Книга включает три основных раздела: первый посвящен моделям, на которые опирались художники своей жизни; второй – пространствам, в которых искусство жизни реализовалось; третий – текстам, в которых его описывали.
Опорные модели
Первая теоретическая глава тематизирует отношения между категориями «жизнь» и «текст» с учетом исследований, проводившихся в рамках американского «нового историзма» (Гринблатт), а также в рамках русского формализма (Томашевский) и русской семиотики (Лотман, Гинзбург), выдвигавших проблемы литературного быта, литературной личности, поэтики культуры и поэтики бытового поведения. Предметом преимущественного интереса являются для меня те модели, на которых основывалось искусство жизни в трех формах его проявления – театральной, аутентичной и теургической. Художники, ориентированные на театральную модель, выстраивают историю своей жизни по законам спектакля и, демонстративно выставляя себя напоказ, культивируют дистанцию между собственным Я и выбранной ролью. Модели, аутентичная и теургическая, этому принципиально противопоставлены: первая, хотя и предполагает, подобно театральной модели, ролевую игру, направлена не на то, чтобы подчеркнуть разрыв между Я и ролью, а на то, чтобы его снять или замаскировать, отменить или сделать незаметным. Аутентичный художник своей жизни верит в подлинность созданного им Я , в свою способность его в себе отыскать или воспитать. Такие попытки характерны для поэтики сентиментализма, но также реализма и соцреализма, преследовавших цель создания чувствительного или нового человека, способного преодолеть дуализм человеческой природы. Что же касается теургического искусства жизни, то оно берет за образец alter ego театра, то есть ориентируется на ритуал. Ритуальное действо призвано здесь к тому, чтобы приблизить художника к Богу и восстановить изначальную гармонию бытия. Если художники театрального, как и аутентичного, типа выступают в роли узурпаторов божественного могущества и объявляют творцами самих себя, то задача художника теургического – слияние с Богом, обретение единства.

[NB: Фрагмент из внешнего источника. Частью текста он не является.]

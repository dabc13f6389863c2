// Copyright (C) 2013-2020 Blockstack PBC, a public benefit corporation
// Copyright (C) 2020-2024 Stacks Open Internet Foundation
//
// This program is free software: you can redistribute it and/or modify
// it under the terms of the GNU General Public License as published by
// the Free Software Foundation, either version 3 of the License, or
// (at your option) any later version.
//
// This program is distributed in the hope that it will be useful,
// but WITHOUT ANY WARRANTY; without even the implied warranty of
// MERCHANTABILITY or FITNESS FOR A PARTICULAR PURPOSE.  See the
// GNU General Public License for more details.
//
// You should have received a copy of the GNU General Public License
// along with this program.  If not, see <http://www.gnu.org/licenses/>.

//! Synthetic events for successful stacking calls, shaped like the
//! `print` events downstream indexers consume from the pox contracts.

use pox_common::define_named_enum;
use pox_common::types::PrincipalData;
use pox_common::util::hash::to_hex;
use serde::Serialize;
use serde_json::{json, Value as JsonValue};

use crate::address::PoxAddress;
use crate::balances::StxAccount;

define_named_enum!(PoxEventName {
    StackStx("stack-stx"),
    StackExtend("stack-extend"),
    StackIncrease("stack-increase"),
    DelegateStx("delegate-stx"),
    RevokeDelegateStx("revoke-delegate-stx"),
    DelegateStackStx("delegate-stack-stx"),
    DelegateStackExtend("delegate-stack-extend"),
    DelegateStackIncrease("delegate-stack-increase"),
    StackAggregationCommit("stack-aggregation-commit"),
    StackAggregationIncrease("stack-aggregation-increase"),
    SetSignerKeyAuthorization("set-signer-key-authorization"),
});

#[derive(Debug, Clone, PartialEq, Serialize)]
#[serde(rename_all = "kebab-case")]
pub struct PoxEvent {
    pub name: PoxEventName,
    /// Principal whose account the call acted on. For aggregation commits
    /// this is the operator.
    pub stacker: PrincipalData,
    /// Account state after the call
    pub balance: u128,
    pub locked: u128,
    pub burnchain_unlock_height: u64,
    pub data: JsonValue,
}

impl PoxEvent {
    pub fn new(
        name: PoxEventName,
        stacker: &PrincipalData,
        account: &StxAccount,
        data: JsonValue,
    ) -> PoxEvent {
        PoxEvent {
            name,
            stacker: stacker.clone(),
            balance: account.locked.saturating_add(account.unlocked),
            locked: account.locked,
            burnchain_unlock_height: account.unlock_height,
            data,
        }
    }

    pub fn to_json(&self) -> Result<JsonValue, serde_json::Error> {
        serde_json::to_value(self)
    }
}

pub fn pox_addr_json(pox_addr: &PoxAddress) -> JsonValue {
    json!({
        "version": to_hex(&[pox_addr.version]),
        "hashbytes": to_hex(&pox_addr.hashbytes),
    })
}

pub fn signer_key_json(signer_key: Option<&[u8; 33]>) -> JsonValue {
    match signer_key {
        Some(key) => JsonValue::String(to_hex(key)),
        None => JsonValue::Null,
    }
}

#[cfg(test)]
mod tests {
    use pox_common::types::StacksAddress;
    use pox_common::util::hash::Hash160;

    use super::*;

    #[test]
    fn event_json_shape() {
        let stacker: PrincipalData = StacksAddress::new(26, Hash160([0; 20])).into();
        let account = StxAccount {
            locked: 90,
            unlocked: 10,
            unlock_height: 3150,
        };
        let event = PoxEvent::new(
            PoxEventName::StackStx,
            &stacker,
            &account,
            json!({
                "lock-amount": 90u128,
                "pox-addr": pox_addr_json(&PoxAddress::standard_burn_address()),
                "signer-key": signer_key_json(None),
            }),
        );
        let json = event.to_json().unwrap();
        assert_eq!(json["name"], "stack-stx");
        assert_eq!(json["stacker"], "ST000000000000000000002AMW42H");
        assert_eq!(json["balance"], 100);
        assert_eq!(json["locked"], 90);
        assert_eq!(json["burnchain-unlock-height"], 3150);
        assert_eq!(json["data"]["pox-addr"]["version"], "00");
        assert!(json["data"]["signer-key"].is_null());
    }
}
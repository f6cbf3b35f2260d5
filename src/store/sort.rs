// src/store/sort.rs
//! Newest-first ordering by publish date.
//!
//! Dates are read with the RFC-822 grammar (`Tue, 02 Jan 2024 10:00:00 +0000`).
//! Missing or unparsable dates resolve to [`UNPARSABLE`] and therefore sink to
//! the end. The sort is stable, so ties keep their relative order.

use std::cmp::Reverse;
use time::{format_description::well_known::Rfc2822, OffsetDateTime};

use crate::store::{FeedStore, Item};

/// Timestamp assigned to items whose date cannot be read.
pub const UNPARSABLE: i64 = i64::MIN;

/// Unix seconds for RFC-822 text. Named zones (`GMT`, `EST`, ...) that the
/// strict parser rejects get a second, lenient attempt.
pub fn parse_rfc822(text: &str) -> Option<i64> {
    let t = text.trim();
    OffsetDateTime::parse(t, &Rfc2822)
        .map(|dt| dt.unix_timestamp())
        .ok()
        .or_else(|| {
            chrono::DateTime::parse_from_rfc2822(t)
                .ok()
                .map(|dt| dt.timestamp())
        })
}

pub fn resolved_timestamp(item: &Item) -> i64 {
    item.published
        .as_deref()
        .and_then(parse_rfc822)
        .unwrap_or(UNPARSABLE)
}

/// Reorder the whole store newest-first. Runs after every merge.
pub fn sort_newest_first(store: &mut FeedStore) {
    store
        .items_mut()
        .sort_by_cached_key(|it| Reverse(resolved_timestamp(it)));
}
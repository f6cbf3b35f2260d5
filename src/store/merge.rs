// src/store/merge.rs
use crate::ingest::types::Entry;
use crate::store::identity;
use crate::store::{FeedStore, Item};

/// Counts from one merge call. `new_items` is what run statistics report.
#[derive(Debug, Clone, Copy, Default, PartialEq, Eq)]
pub struct MergeOutcome {
    pub new_items: usize,
    pub already_present: usize,
    pub unidentifiable: usize,
}

/// Insert every entry whose identity the store has not seen, in the order the
/// normalizer supplied them. Re-merging the same entries is a no-op.
///
/// Channel metadata is left alone; entries without an identity are skipped
/// with a warning and do not stop the merge.
pub fn merge(store: &mut FeedStore, entries: &[Entry]) -> MergeOutcome {
    let mut out = MergeOutcome::default();
    for (pos, entry) in entries.iter().enumerate() {
        let id = match identity::resolve(entry) {
            Ok(id) => id,
            Err(e) => {
                tracing::warn!(
                    target: "store",
                    position = pos,
                    title = entry.title.as_deref().unwrap_or_default(),
                    "skipping entry: {e}"
                );
                out.unidentifiable += 1;
                continue;
            }
        };
        if store.contains(&id) {
            out.already_present += 1;
            continue;
        }
        if store.insert(Item::from_entry(id, entry)) {
            out.new_items += 1;
        }
    }
    out
}
//! Wall-clock seam. The run, the store lifecycle and the dashboard all read
//! time through [`Clock`] so tests can pin it.

use chrono::{DateTime, Utc};

pub trait Clock: Send + Sync {
    fn now(&self) -> DateTime<Utc>;
}

#[derive(Debug, Clone, Copy, Default)]
pub struct SystemClock;

impl Clock for SystemClock {
    fn now(&self) -> DateTime<Utc> {
        Utc::now()
    }
}

/// Always reports the same instant.
#[derive(Debug, Clone, Copy)]
pub struct FixedClock(pub DateTime<Utc>);

impl Clock for FixedClock {
    fn now(&self) -> DateTime<Utc> {
        self.0
    }
}
//! # Dashboard
//! Static HTML status page rendered from the run ledger.
//!
//! Templates are plain HTML with four placeholders:
//! `{{ total_feeds }}`, `{{ total_items }}`, `{{ last_run }}`, `{{ feed_rows }}`.
//! Every interpolated value is HTML-escaped here; templates stay dumb.

use anyhow::{Context, Result};
use chrono::{DateTime, FixedOffset, Utc};
use html_escape::{encode_double_quoted_attribute, encode_text};
use std::fmt::Write as _;
use std::path::Path;

use crate::ledger::{RunLedger, RunRecord, RunStatus};
use crate::persist;

pub const DEFAULT_TEMPLATE: &str = r#"<!DOCTYPE html>
<html lang="en">
<head>
    <meta charset="UTF-8">
    <meta name="viewport" content="width=device-width, initial-scale=1.0">
    <title>Feed Accumulator Dashboard</title>
    <link rel="stylesheet" href="style.css">
</head>
<body>
    <div class="container">
        <header>
            <h1>Feed Accumulator Dashboard</h1>
        </header>
        <div class="stats">
            <div class="stat-card"><div class="stat-value">{{ total_feeds }}</div><div class="stat-label">Active Feeds</div></div>
            <div class="stat-card"><div class="stat-value">{{ total_items }}</div><div class="stat-label">Total Items</div></div>
            <div class="stat-card"><div class="stat-value">{{ last_run }}</div><div class="stat-label">Last Update</div></div>
        </div>
        <div class="table-container">
            <table class="feed-table">
                <thead>
                    <tr>
                        <th>Feed</th><th>Source</th><th>Accumulated Feed</th>
                        <th>Last Updated</th><th>Items</th><th>New</th><th>Status</th>
                    </tr>
                </thead>
                <tbody>
{{ feed_rows }}
                </tbody>
            </table>
        </div>
    </div>
    <script>
        function copyToClipboard(text) {
            navigator.clipboard.writeText(text).catch(err => console.error('Failed to copy:', err));
        }
    </script>
</body>
</html>
"#;

/// How timestamps are shown on the page.
#[derive(Debug, Clone)]
pub struct DisplayZone {
    pub offset: FixedOffset,
    pub label: String,
}

/// `MM/DD/YYYY HH:MM AM <label>`, or `Never`.
pub fn format_local(ts: Option<DateTime<Utc>>, zone: &DisplayZone) -> String {
    match ts {
        Some(t) => format!(
            "{} {}",
            t.with_timezone(&zone.offset).format("%m/%d/%Y %I:%M %p"),
            zone.label
        ),
        None => "Never".to_string(),
    }
}

/// Coarse "N units ago" relative to `now`.
pub fn relative_time(ts: Option<DateTime<Utc>>, now: DateTime<Utc>) -> String {
    let Some(t) = ts else {
        return "Never".to_string();
    };
    let secs = (now - t).num_seconds().max(0);
    if secs < 60 {
        format!("{secs} sec ago")
    } else if secs < 3_600 {
        format!("{} min ago", secs / 60)
    } else if secs < 86_400 {
        format!("{} hr ago", secs / 3_600)
    } else {
        format!("{} days ago", secs / 86_400)
    }
}

fn status_icon(status: RunStatus) -> &'static str {
    match status {
        RunStatus::Success => "✅",
        RunStatus::Failure => "❌",
    }
}

fn render_row(out: &mut String, r: &RunRecord, zone: &DisplayZone, now: DateTime<Utc>) {
    let _ = write!(
        out,
        r#"                    <tr>
                        <td class="feed-title" title="{desc}">{title}</td>
                        <td><a href="{source}" target="_blank" class="btn-link">Source →</a></td>
                        <td><button class="btn-copy" data-url="{published}" onclick="copyToClipboard(this.dataset.url)">Copy RSS</button></td>
                        <td class="time-cell"><div class="relative-time">{relative}</div><div class="absolute-time">{absolute}</div></td>
                        <td class="items-count">{total}</td>
                        <td class="items-new">{new}</td>
                        <td class="status-cell">{icon}</td>
                    </tr>
"#,
        desc = encode_double_quoted_attribute(&r.description),
        title = encode_text(&r.title),
        source = encode_double_quoted_attribute(&r.source_url),
        published = encode_double_quoted_attribute(&r.published_feed_url),
        relative = encode_text(&relative_time(Some(r.last_updated), now)),
        absolute = encode_text(&format_local(Some(r.last_updated), zone)),
        total = r.total_items,
        new = r.new_items_this_run,
        icon = status_icon(r.status),
    );
}

pub fn render(
    ledger: &RunLedger,
    template: &str,
    zone: &DisplayZone,
    now: DateTime<Utc>,
) -> String {
    let mut rows = String::new();
    for r in ledger.records() {
        render_row(&mut rows, r, zone, now);
    }
    template
        .replace("{{ total_feeds }}", &ledger.len().to_string())
        .replace("{{ total_items }}", &ledger.total_items().to_string())
        .replace(
            "{{ last_run }}",
            &encode_text(&format_local(ledger.last_run(), zone)),
        )
        .replace("{{ feed_rows }}", rows.trim_end_matches('\n'))
}

/// Template from disk when present, built-in page otherwise.
pub async fn load_template(path: &Path) -> Result<String> {
    match persist::read_optional(path).await? {
        Some(bytes) => String::from_utf8(bytes)
            .with_context(|| format!("template {} is not UTF-8", path.display())),
        None => Ok(DEFAULT_TEMPLATE.to_string()),
    }
}

/// Render and atomically write the dashboard. Returns the number of feeds shown.
pub async fn render_to_file(
    ledger: &RunLedger,
    template_path: &Path,
    out_path: &Path,
    zone: &DisplayZone,
    now: DateTime<Utc>,
) -> Result<usize> {
    let template = load_template(template_path).await?;
    let html = render(ledger, &template, zone, now);
    persist::write_atomic(out_path, html.as_bytes()).await?;
    tracing::info!(
        target: "dashboard",
        path = %out_path.display(),
        feeds = ledger.len(),
        items = ledger.total_items(),
        "dashboard written"
    );
    Ok(ledger.len())
}

#[cfg(test)]
mod tests {
    use super::*;
    use chrono::{Duration, TimeZone};

    fn hkt() -> DisplayZone {
        DisplayZone {
            offset: FixedOffset::east_opt(8 * 3600).unwrap(),
            label: "HKT".into(),
        }
    }

    #[test]
    fn local_format_uses_offset_and_label() {
        let t = Utc.with_ymd_and_hms(2024, 5, 1, 13, 5, 0).unwrap();
        assert_eq!(format_local(Some(t), &hkt()), "05/01/2024 09:05 PM HKT");
        assert_eq!(format_local(None, &hkt()), "Never");
    }

    #[test]
    fn relative_time_buckets() {
        let now = Utc.with_ymd_and_hms(2024, 5, 10, 0, 0, 0).unwrap();
        assert_eq!(relative_time(Some(now - Duration::seconds(42)), now), "42 sec ago");
        assert_eq!(relative_time(Some(now - Duration::minutes(5)), now), "5 min ago");
        assert_eq!(relative_time(Some(now - Duration::hours(3)), now), "3 hr ago");
        assert_eq!(relative_time(Some(now - Duration::days(2)), now), "2 days ago");
        assert_eq!(relative_time(None, now), "Never");
    }
}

Глава вторая посвящена конкретным опытам воплощения этих моделей на примере русского театра. В эпоху модерна главной моделью для искусства жизни становится именно театр; он образует тот хронотоп, в котором искусство жизни получает свое теоретическое и практическое воплощение в форме манифестов, драматических произведений и их сценических постановок. Так же и ритуал, который в первой главе рассматривается как особая модель наряду с моделью театральной и антитеатральной, входит тем не менее в театральную парадигму эпохи модерна в форме дионисийской драмы, то есть «инсценированного ритуала».
Театральность и искусство жизни сопрягаются в этой главе по двум направлениям. Во-первых, выявляется значение театра в качестве модели, по которой выстраиваются проекты жизнетворчества. Связующим звеном между театром и жизнью выступает в этом случае понятие трансформации. Во-вторых, рассматривается ряд конкретных примеров, образующих традицию взаимодействия театра и творчества жизни. Так, в «соборном действе» (коллективной мистерии) Вячеслава Иванова происходит возрождение ритуала; А. Блок создает теорию драмы, в которой выдвигает зрителя в центр события преображения, означающего путь к синтезу, объединяющему сцену и жизнь, интеллигенцию и народ; театральные эксперименты футуристов направлены на трансформацию в равной степени как жизни, так и искусства; Николай Евреинов мечтает о театрализации не только театра, но и всей жизни; театр эпохи революции стремится реализовать принцип жизнетворчества/жизнестроительства в форме театральных кружков, массовых театрализованных представлений и субботников, причем утверждает иллюзию, будто бы новая жизнь и новый человек, которые еще должны быть созданы, уже существуют реально.
Жизнетворческие пространства
Искусство жизни располагается как бы на границе между текстом как знаковой системой и телом. С этим связано важное жанровое различие: одни жанры выдвигают на первый план тело, его презентацию в пространствах частной или публичной жизни, тогда как другие предполагают фиксацию тела и жеста в текстуальной форме. В пространстве жизнетворчества тело в буквальном смысле слова активизируется. Если в первом случае текст дополняет мир, то во втором он его обусловливает, причем различие между тем и другим имеет разные степени и допускает исключения (как в случае Алексея Ремизова с его текстуальными, существующими лишь на бумаге смеховыми сообществами). В главе рассматриваются два примера жизнетворческих пространств: «смеховые сообщества», которые нуждаются в текстах лишь в качестве поддержки телесного акта, и «царства лжи», которые создаются словом, держатся силой поэтического внушения. К числу других жанровых форм относятся, например, инсценированные диалоги, воспроизводящие платоническую традицию, или литературные салоны, где активность тела, реализующего предписанные модели поведения (любовь, дружба, образованность), связана с особым, отграниченным пространством.